First published by the Canadian Tax Foundation in its August, 2019 newsletter, the Canadian Tax Highlights.
In Bakorp Management Ltd. (2019 FCA 195), a tax procedure case, the appellant appealed unsuccessfully to the FCA to overturn the TCC decision denying the appellant’s request, pursuant to subsection 152(4.3), to require the minister to reduce non-capital loss applied in excess against its January 1992 year-end and to apply the excess non-capital loss against income of its March 1992 year-end. The appellant’s March 1992 year-end was triggered by an amalgamation. The appellant’s predecessor had been in litigation with the minister concerning the size of a non-capital loss that could be carried over from 1987. This dispute was not settled until April 10, 2010.
After finalization of the dispute, the appellant filed its predecessor’s March 1992 return and at the same time requested that the minister reduce the excess loss that was utilized on the appellant’s predecessor’s January 2019 return. The minister refused to reduce the excess loss and assessed the appellant’s March 1992 tax return, which was prepared on the basis that the minister would acquiesce to its request and that the excess loss from its January 1992 return would be available for its March 1992 return. At issue before the court was not whether there was a loss carried forward, but whether the minister could be required by the TCC to amend the appellant’s January 1992 return allowing the excess loss to be applied to the appellant’s March 1992 year-end through the consequential assessment provision of subsection 152(4.3).
Subsection 152(4.3) authorizes, or at the taxpayer’s request requires, the minister to reassess outside the normal period after a successful appeal has altered a taxpayer’s balance in a particular tax year, “but only to the extent that the reassessment can reasonably be considered to relate to the change in the balance of the taxpayer for the particular year” (Sherway Centre Ltd., 2003 FCA 26). Given that the purpose of subsection 152(4.3) is to reassess tax, the appeal pursuant to subsection 152(4.3) did not make sense. Webb JA, in paragraph 29 of his decision, observed that
“Prior to this request being made, no taxes were payable in relation to the January 1992 taxation year. If the request would have been granted, the amount of taxes payable for that taxation year would not change, ie. no taxes would be payable for that year.

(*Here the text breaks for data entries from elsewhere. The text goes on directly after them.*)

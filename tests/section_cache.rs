//! Integration tests for building and reading section cache files.

use std::fs;
use std::io::Write;
use std::path::Path;

use mu_pager::{
    Alignment, CacheMiss, ChapterParser, ChapterSource, FsStorage, InMemoryChapters, MonoMetrics,
    NoProgress, Page, PagerError, Section, SectionHeader, SectionOptions, StreamLimits,
    HEADER_SIZE, SECTION_FILE_VERSION,
};

// =============================================================================
// Fixtures
// =============================================================================

fn chapter_markup(paragraphs: usize) -> String {
    let mut html = String::from(
        "<?xml version=\"1.0\" encoding=\"UTF-8\"?>\n\
         <html xmlns=\"http://www.w3.org/1999/xhtml\"><head><title>Ch</title></head><body>\n\
         <h1>The Long Road</h1>\n",
    );
    for i in 0..paragraphs {
        html.push_str(&format!(
            "<p>Paragraph {} begins with <b>bold words</b> and <i>a little emphasis</i>, \
             then continues long enough to wrap across several lines of the narrow \
             viewport used by these tests &mdash; number {}.</p>\n",
            i, i
        ));
    }
    html.push_str("</body></html>\n");
    html
}

fn options() -> SectionOptions {
    SectionOptions::default()
        .with_viewport(300, 200)
        .with_paragraph_alignment(Alignment::Justified)
}

fn limits() -> StreamLimits {
    StreamLimits {
        retry_backoff_ms: 0,
        ..StreamLimits::default()
    }
}

fn build(
    root: &Path,
    markup: &str,
    options: &SectionOptions,
) -> Result<(FsStorage, u16), PagerError> {
    let storage = FsStorage::new(root);
    let mut chapters = InMemoryChapters::new();
    let spine = chapters.push(markup);
    let pages = {
        let mut section = Section::new(&storage, "book", spine);
        section
            .create_section_file(
                &mut chapters,
                &MonoMetrics::default(),
                options,
                &limits(),
                &mut NoProgress,
            )?
            .pages
    };
    Ok((storage, pages))
}

fn cache_file(root: &Path) -> std::path::PathBuf {
    root.join("book").join("sections").join("0.bin")
}

fn temp_file(root: &Path) -> std::path::PathBuf {
    root.join("book").join(".tmp_0.html")
}

fn sequential_pages(markup: &str, options: SectionOptions) -> Vec<Page> {
    let metrics = MonoMetrics::default();
    let limits = limits();
    let mut pages = Vec::new();
    ChapterParser::new(&metrics, options, &limits)
        .parse(
            markup.as_bytes(),
            markup.len() as u64,
            &limits,
            &mut NoProgress,
            |page| {
                pages.push(page);
                Ok(())
            },
        )
        .unwrap();
    pages
}

struct FlakySource {
    markup: Vec<u8>,
    failures_left: usize,
    calls: usize,
}

impl ChapterSource for FlakySource {
    fn stream_chapter(&mut self, _spine_index: usize, out: &mut dyn Write) -> Result<(), PagerError> {
        self.calls += 1;
        if self.failures_left > 0 {
            self.failures_left -= 1;
            out.write_all(&self.markup[..self.markup.len() / 2])?;
            return Err(PagerError::Io("card busy".into()));
        }
        out.write_all(&self.markup)?;
        Ok(())
    }
}

// =============================================================================
// Build and load
// =============================================================================

#[test]
fn test_build_then_load_hits_cache() {
    let dir = tempfile::tempdir().unwrap();
    let (storage, pages) = build(dir.path(), &chapter_markup(12), &options()).unwrap();
    assert!(pages > 1);
    assert!(cache_file(dir.path()).exists());
    assert!(!temp_file(dir.path()).exists());

    let mut section = Section::new(&storage, "book", 0);
    assert_eq!(section.load_section_file(&options()), Ok(pages));
    assert_eq!(section.page_count(), pages);
}

#[test]
fn test_header_and_lut_layout() {
    let dir = tempfile::tempdir().unwrap();
    let (_, pages) = build(dir.path(), &chapter_markup(6), &options()).unwrap();
    let bytes = fs::read(cache_file(dir.path())).unwrap();

    assert_eq!(bytes[0], SECTION_FILE_VERSION);
    let page_count = u16::from_le_bytes([bytes[16], bytes[17]]);
    let lut_offset = u32::from_le_bytes([bytes[18], bytes[19], bytes[20], bytes[21]]) as usize;
    assert_eq!(page_count, pages);
    assert_eq!(bytes.len(), lut_offset + 4 * pages as usize);

    let first = u32::from_le_bytes(bytes[lut_offset..lut_offset + 4].try_into().unwrap());
    assert_eq!(first as u64, HEADER_SIZE);
    let offsets: Vec<u32> = bytes[lut_offset..]
        .chunks_exact(4)
        .map(|c| u32::from_le_bytes(c.try_into().unwrap()))
        .collect();
    assert!(offsets.windows(2).all(|w| w[0] < w[1]));
}

#[test]
fn test_rebuild_is_byte_identical() {
    let markup = chapter_markup(10);
    let a = tempfile::tempdir().unwrap();
    let b = tempfile::tempdir().unwrap();
    build(a.path(), &markup, &options()).unwrap();
    build(b.path(), &markup, &options()).unwrap();
    assert_eq!(
        fs::read(cache_file(a.path())).unwrap(),
        fs::read(cache_file(b.path())).unwrap()
    );
}

#[test]
fn test_random_access_matches_sequential_build() {
    let dir = tempfile::tempdir().unwrap();
    let markup = chapter_markup(15);
    let (storage, pages) = build(dir.path(), &markup, &options()).unwrap();
    let expected = sequential_pages(&markup, options());
    assert_eq!(expected.len(), pages as usize);

    let mut section = Section::new(&storage, "book", 0);
    section.load_section_file(&options()).unwrap();
    for index in (0..pages).rev() {
        assert_eq!(section.load_page(index).unwrap(), expected[index as usize]);
    }
}

#[test]
fn test_page_index_out_of_bounds() {
    let dir = tempfile::tempdir().unwrap();
    let (storage, pages) = build(dir.path(), &chapter_markup(2), &options()).unwrap();
    let mut section = Section::new(&storage, "book", 0);

    // Unknown page count until the header is loaded.
    assert!(matches!(
        section.load_page(0),
        Err(PagerError::PageOutOfBounds { page_count: 0, .. })
    ));

    section.load_section_file(&options()).unwrap();
    assert_eq!(
        section.load_page(pages),
        Err(PagerError::PageOutOfBounds {
            index: pages,
            page_count: pages
        })
    );
}

#[test]
fn test_empty_chapter_has_one_empty_page() {
    let dir = tempfile::tempdir().unwrap();
    let (storage, pages) = build(
        dir.path(),
        "<html><head><title>x</title></head><body>  </body></html>",
        &options(),
    )
    .unwrap();
    assert_eq!(pages, 1);

    let mut section = Section::new(&storage, "book", 0);
    section.load_section_file(&options()).unwrap();
    assert!(section.load_page(0).unwrap().is_empty());
}

// =============================================================================
// Invalidation
// =============================================================================

#[test]
fn test_any_parameter_change_invalidates() {
    let base = options();
    let variants = [
        base.with_font_id(3),
        base.with_line_compression(0.95),
        base.with_extra_paragraph_spacing(true),
        base.with_paragraph_alignment(Alignment::Left),
        base.with_viewport(301, 200),
        base.with_viewport(300, 201),
        base.with_standardize_formatting(true),
    ];

    for variant in variants {
        let dir = tempfile::tempdir().unwrap();
        let (storage, _) = build(dir.path(), &chapter_markup(3), &base).unwrap();
        let mut section = Section::new(&storage, "book", 0);
        assert_eq!(
            section.load_section_file(&variant),
            Err(PagerError::CacheMiss(CacheMiss::ParametersMismatch)),
            "{:?}",
            variant
        );
        assert!(!cache_file(dir.path()).exists());
        assert_eq!(section.page_count(), 0);
    }
}

#[test]
fn test_missing_cache_is_not_found() {
    let dir = tempfile::tempdir().unwrap();
    let storage = FsStorage::new(dir.path());
    let mut section = Section::new(&storage, "book", 0);
    let err = section.load_section_file(&options()).unwrap_err();
    assert_eq!(err, PagerError::CacheMiss(CacheMiss::NotFound));
    assert!(err.is_cache_miss());
}

#[test]
fn test_legacy_version_is_a_miss() {
    let dir = tempfile::tempdir().unwrap();
    fs::create_dir_all(dir.path().join("book/sections")).unwrap();
    let mut header = SectionHeader::new(options());
    header.version = 9;
    let mut bytes = Vec::new();
    header.write(&mut bytes).unwrap();
    fs::write(cache_file(dir.path()), &bytes).unwrap();

    let storage = FsStorage::new(dir.path());
    let mut section = Section::new(&storage, "book", 0);
    let inspected = section.inspect_header().unwrap();
    assert_eq!(inspected.version, 9);
    assert!(!inspected.options.standardize_formatting);

    assert_eq!(
        section.load_section_file(&options()),
        Err(PagerError::CacheMiss(CacheMiss::VersionMismatch {
            found: 9,
            expected: SECTION_FILE_VERSION
        }))
    );
    assert!(!cache_file(dir.path()).exists());
}

#[test]
fn test_unknown_element_tag_is_format_error() {
    let dir = tempfile::tempdir().unwrap();
    let (storage, _) = build(dir.path(), &chapter_markup(2), &options()).unwrap();
    let path = cache_file(dir.path());
    let mut bytes = fs::read(&path).unwrap();
    // First page starts right after the header: u16 count, then a tag.
    bytes[HEADER_SIZE as usize + 2] = 9;
    fs::write(&path, &bytes).unwrap();

    let mut section = Section::new(&storage, "book", 0);
    section.load_section_file(&options()).unwrap();
    let err = section.load_page(0).unwrap_err();
    assert!(matches!(err, PagerError::Format(_)));
    assert!(err.is_cache_miss());
}

#[test]
fn test_ensure_rebuilds_only_on_miss() {
    let dir = tempfile::tempdir().unwrap();
    let storage = FsStorage::new(dir.path());
    let mut chapters = InMemoryChapters::new();
    chapters.push(chapter_markup(4));
    let metrics = MonoMetrics::default();
    let mut section = Section::new(&storage, "book", 0);

    let pages = section
        .ensure_section_file(&mut chapters, &metrics, &options(), &limits(), &mut NoProgress)
        .unwrap();
    let modified = fs::metadata(cache_file(dir.path())).unwrap().len();
    assert_eq!(
        section
            .ensure_section_file(&mut chapters, &metrics, &options(), &limits(), &mut NoProgress)
            .unwrap(),
        pages
    );
    assert_eq!(fs::metadata(cache_file(dir.path())).unwrap().len(), modified);

    let narrow = options().with_viewport(200, 200);
    let narrow_pages = section
        .ensure_section_file(&mut chapters, &metrics, &narrow, &limits(), &mut NoProgress)
        .unwrap();
    assert!(narrow_pages > pages);
    assert_eq!(section.inspect_header().unwrap().options, narrow);
}

// =============================================================================
// Failure cleanup and retries
// =============================================================================

#[test]
fn test_flaky_source_is_retried() {
    let markup = chapter_markup(5);
    let clean = tempfile::tempdir().unwrap();
    build(clean.path(), &markup, &options()).unwrap();

    let dir = tempfile::tempdir().unwrap();
    let storage = FsStorage::new(dir.path());
    let mut source = FlakySource {
        markup: markup.into_bytes(),
        failures_left: 2,
        calls: 0,
    };
    let mut section = Section::new(&storage, "book", 0);
    section
        .create_section_file(
            &mut source,
            &MonoMetrics::default(),
            &options(),
            &limits(),
            &mut NoProgress,
        )
        .unwrap();

    assert_eq!(source.calls, 3);
    assert!(!temp_file(dir.path()).exists());
    assert_eq!(
        fs::read(cache_file(dir.path())).unwrap(),
        fs::read(cache_file(clean.path())).unwrap()
    );
}

#[test]
fn test_source_gives_up_after_three_attempts() {
    let dir = tempfile::tempdir().unwrap();
    let storage = FsStorage::new(dir.path());
    let mut source = FlakySource {
        markup: chapter_markup(1).into_bytes(),
        failures_left: usize::MAX,
        calls: 0,
    };
    let mut section = Section::new(&storage, "book", 0);
    let err = section
        .create_section_file(
            &mut source,
            &MonoMetrics::default(),
            &options(),
            &limits(),
            &mut NoProgress,
        )
        .unwrap_err();

    assert_eq!(
        err,
        PagerError::SourceUnavailable {
            spine_index: 0,
            attempts: 3
        }
    );
    assert_eq!(source.calls, 3);
    assert!(!temp_file(dir.path()).exists());
    assert!(!cache_file(dir.path()).exists());
}

#[test]
fn test_parse_failure_leaves_no_files() {
    let dir = tempfile::tempdir().unwrap();
    let broken = format!("{}<p>unclosed</div>", chapter_markup(20).replace("</body></html>\n", ""));
    let err = build(dir.path(), &broken, &options()).unwrap_err();
    assert!(matches!(err, PagerError::Parse(_)));
    assert!(!cache_file(dir.path()).exists());
    assert!(!temp_file(dir.path()).exists());
}

#[test]
fn test_failed_rebuild_removes_previous_cache() {
    let dir = tempfile::tempdir().unwrap();
    let (storage, _) = build(dir.path(), &chapter_markup(3), &options()).unwrap();
    assert!(cache_file(dir.path()).exists());

    let mut chapters = InMemoryChapters::new();
    chapters.push("<html><body><p>bad</span></body></html>");
    let mut section = Section::new(&storage, "book", 0);
    assert!(section
        .create_section_file(
            &mut chapters,
            &MonoMetrics::default(),
            &options(),
            &limits(),
            &mut NoProgress,
        )
        .is_err());
    assert!(!cache_file(dir.path()).exists());
    assert_eq!(section.page_count(), 0);
}

// =============================================================================
// Progress
// =============================================================================

#[test]
fn test_progress_only_for_large_chapters() {
    let metrics = MonoMetrics::default();
    for (paragraphs, expect_progress) in [(3usize, false), (400usize, true)] {
        let dir = tempfile::tempdir().unwrap();
        let storage = FsStorage::new(dir.path());
        let mut chapters = InMemoryChapters::new();
        let markup = chapter_markup(paragraphs);
        let large = markup.len() >= 50 * 1024;
        assert_eq!(large, expect_progress);
        chapters.push(markup);

        let mut reported = Vec::new();
        let mut progress = |percent: u8| reported.push(percent);
        let mut section = Section::new(&storage, "book", 0);
        section
            .create_section_file(&mut chapters, &metrics, &options(), &limits(), &mut progress)
            .unwrap();

        assert_eq!(!reported.is_empty(), expect_progress);
        if expect_progress {
            assert!(reported.iter().all(|p| *p <= 100));
            assert!(reported.windows(2).all(|w| w[0] < w[1]));
        }
    }
}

This led to a question during the hearing of this appeal of whether this was a request to reassess the tax for that taxation year".
The appellant argued that subsection 152(4.3) should not be read as a part of the assessment regime set out in sections 165 and 169 and should not be subject to these provisions; therefore, the TCC had jurisdiction through subsection 152(4.3) to order the minister to reduce the excess loss of its January 1992 year-end. The FCA rejected that argument by citing that the TCC jurisdiction is set out in section 12 of the Tax Court Act, which allows the TCC to hear references and appeals under the Income Tax Act.
The jurisdiction of the TCC is limited to considering the correctness of assessments pursuant to section 171 and references pursuant to section 174; only the minister may apply to the TCC for the determination of a question. The FCA cited subsection 169(1), which provides that an appeal can be brought to the TCC only if a notice of objection has been served on an assessment. The FCA recognized that no objection could have been filed, given that that an assessment for January 1992 would have resulted in a nil assessment.
At paragraph 41, Webb JA notes that in this appeal there was no dispute that the non-capital losses as claimed for the January 1992 taxation year were valid non-capital losses and could be claimed in that year. The return as filed did not contain any errors with respect to the non-capital losses that were claimed. The dispute centered on the minster’s refusal to make the adjustment as requested by the appellant on the January 1992 tax return. At paragraph 42 the FCA states the following:
“However, this disagreement between Bakorp and the Minister in relation to the application of subsection 152(4.3) of the Act in this case should have been resolved by Bakorp making an application to the Federal Court for judicial review of this decision of the Minister. The Tax Court does not have the jurisdiction to judicially review decisions of the Minister. The jurisdiction of the Tax Court is limited to references and appeals as provided in the Act. There is no provision in the Act that would permit the Tax Court to judicially review the decision of the Minister in this case. Having failed to seek judicial review of this decision before the Federal Court, Bakorp cannot effectively ask the Tax Court to interpret and indirectly apply this provision”.
This case is a reminder to the practitioner to tread carefully when disputing a tax year that involves a prior loss year. In Bakorp, an objection to the appellant’s January 1992 return was not filed and could not be filed because one cannot object to a nil assessment. However, where there is a dispute on the quantum of a loss that can be carried forward, a taxpayer can avail itself of a loss determination under subsection 152(1.1) and appeal the later year.